A dessert like warm summer sun

As if you were walking through the landscape from Marsman’s poem, ‘infinite lowlands’, ‘farms scattered throughout the land’, trees, forest, an impressive stretch of beach with a gray-blue sky through which the sun shines, the strong wind that blows the gentle scatter grains of sand through the air. The Netherlands can be so unexpectedly beautiful at times and places. And on Texel, where I am for the first time in my life – for the first time on a Wadden island anyway – I discover that beauty again.

It is called the ‘Ibiza of the North’, I read here and there. That’s what I always think of those silly and superfluous comparisons that express both pride and an inferiority complex. As if Texel cannot stand on its own. Ibiza is beautiful and grand in a different way. The typical Texel polder landscape needs no comparison, it has its own charm.

We are here for restaurant BOSQ, which is led by chef Robin Koenen and wife Marlies, who is also a hostess and sommelier. The atmospheric interior has a bit of an eighties feel to it, there is a sun-drenched terrace where passers-by can relax after cycling trips, from your table you have a view of the flat landscape with its wide meadows and Dutch farms, right behind the restaurant is a raked forest with a path that takes you to the beach along almost un-Dutch hills.

In the open kitchen of BOSQ, Dutch nostalgia is skilfully mixed with international influences. There is the hamachi with ponzu, sesame and pomelo, a real contemporary dish, with the popular Asian ponzu (soy sauce with yuzu juice). It is fresh, light, combines different structures and has the emphatic sweet-sour accents of the pickled radish and the crispy corn with a hint of umami. A dish that lets us know that time has not stood still on Texel and worldly influences, just like in the rest of the Netherlands, have found their way into the kitchens.

Dried black lime is grated on top of the dish: a seasoning in Iraqi cuisine, among other things. I first read about it in the cookbook NOOMI by Sara Shawkat, but lately the fascinating ingredient has been on the rise. The French top pastry chef Cédric Grolet has already turned it into a pastry and Shawkat has introduced a drink based on black lime (NOOMI) to the Dutch market.

But this is the first time I get it in a Dutch restaurant, and it must mean that you will soon be able to get it everywhere, just like yuzu, the Japanese citrus fruit that is now ubiquitous in the catering industry.

Unadulterated Dutch

So much for the international, because the Texel fish dish that comes to the table is unadulterated Dutch: cod, clams, shrimps and pieces of roasted and crunchy cauliflower are brought together by a tasty eel sauce and some pieces of samphire. Not an exciting, exuberant dish; most of the flavor comes from the rich, slightly salty eel sauce and that’s what the cod, itself a rather pale, boring fish, really needs.

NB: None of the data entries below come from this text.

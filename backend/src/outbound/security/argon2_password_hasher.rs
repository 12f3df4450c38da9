//! Argon2id implementation of the `PasswordHasher` port.
//!
//! Hashes are stored as PHC strings, so the salt and parameters travel with
//! the hash and can change without a migration.

use argon2::Argon2;
use argon2::password_hash::rand_core::OsRng;
use argon2::password_hash::{
    PasswordHash, PasswordHasher as _, PasswordVerifier as _, SaltString,
};
use zeroize::Zeroizing;

use crate::domain::ports::{PasswordHashError, PasswordHasher};

/// Argon2id hasher with the crate's default parameters.
#[derive(Debug, Clone, Default)]
pub struct Argon2PasswordHasher {
    argon2: Argon2<'static>,
}

impl Argon2PasswordHasher {
    pub fn new() -> Self {
        Self::default()
    }
}

impl PasswordHasher for Argon2PasswordHasher {
    fn hash(&self, password: &str) -> Result<String, PasswordHashError> {
        let secret = Zeroizing::new(password.as_bytes().to_vec());
        let salt = SaltString::generate(&mut OsRng);
        self.argon2
            .hash_password(&secret, &salt)
            .map(|hash| hash.to_string())
            .map_err(|err| PasswordHashError::hash(err.to_string()))
    }

    fn verify(&self, password: &str, stored_hash: &str) -> Result<bool, PasswordHashError> {
        let parsed = PasswordHash::new(stored_hash)
            .map_err(|err| PasswordHashError::malformed_hash(err.to_string()))?;
        match self.argon2.verify_password(password.as_bytes(), &parsed) {
            Ok(()) => Ok(true),
            Err(argon2::password_hash::Error::Password) => Ok(false),
            Err(err) => Err(PasswordHashError::hash(err.to_string())),
        }
    }
}

#[cfg(test)]
mod tests {
    use super::*;
    use rstest::{fixture, rstest};

    #[fixture]
    fn hasher() -> Argon2PasswordHasher {
        Argon2PasswordHasher::new()
    }

    #[rstest]
    fn hashes_verify_against_the_original_password(hasher: Argon2PasswordHasher) {
        let hash = hasher.hash("correct horse").expect("hash");

        assert!(hash.starts_with("$argon2id$"));
        assert!(hasher.verify("correct horse", &hash).expect("verify"));
        assert!(!hasher.verify("battery staple", &hash).expect("verify"));
    }

    #[rstest]
    fn hashing_is_salted(hasher: Argon2PasswordHasher) {
        let first = hasher.hash("secret").expect("hash");
        let second = hasher.hash("secret").expect("hash");
        assert_ne!(first, second);
    }

    #[rstest]
    fn malformed_hashes_are_reported(hasher: Argon2PasswordHasher) {
        let err = hasher.verify("secret", "not-a-phc-string").expect_err("malformed");
        assert!(matches!(err, PasswordHashError::MalformedHash { .. }));
    }
}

The Dutch polder moves to the plate with salted and confit lamb and lamb neck, with the fresh green of the fresh peas, the tasty and meaty morels and asparagus. Now I usually don’t find such classic dishes very exciting, I like daring combinations, but in all honesty I have little to criticize. A fine, solid dish.

At the sweet finale, the chef shows that he also likes a splurge. My dessert is like a warm summer sun: the cheerful yellow of the sweet and slightly sour pineapple, the super fresh lemon ice cream, the crunchy chip of banana and the wonderfully full-sweet vanilla of the crème suisse, together form a stimulating conclusion.

But the real stunner is my table companion who, for a small extra charge, orders the savory dessert ‘extravaganza’ off the menu, which betrays the creativity of the chef (and the Spanish influences, Ibiza!): a duck foie gras with Argentinian gamba, pata negra ham, pineapple and quince ice cream.

A colorful composition that I don’t taste a bite of because of the ham, but which he is very enthusiastic about: the foie gras connects all the elements through its creaminess and makes it a layered savory whole with full, rich, fatty flavors, a hint of sweet and a refreshing one finishing touch through the ice.

Original and daring. BOSQ is not (yet) a ‘detour restaurant’ as Michelin calls it. Culinary wise, apart from the dessert, it is not very adventurous, but if you do come to Texel for the beautiful landscape, the tranquility of the forest or the extensive beach, then you are assured of a great meal at BOSQ , friendly service and generously filled glasses.

Judging by that savory dessert, I think the chef has a lot more to offer and I hope he explores his talent and taps into creativity, because the beautiful location on Texel lends itself perfectly to modern cuisine that combines past and present, the local and exotic together.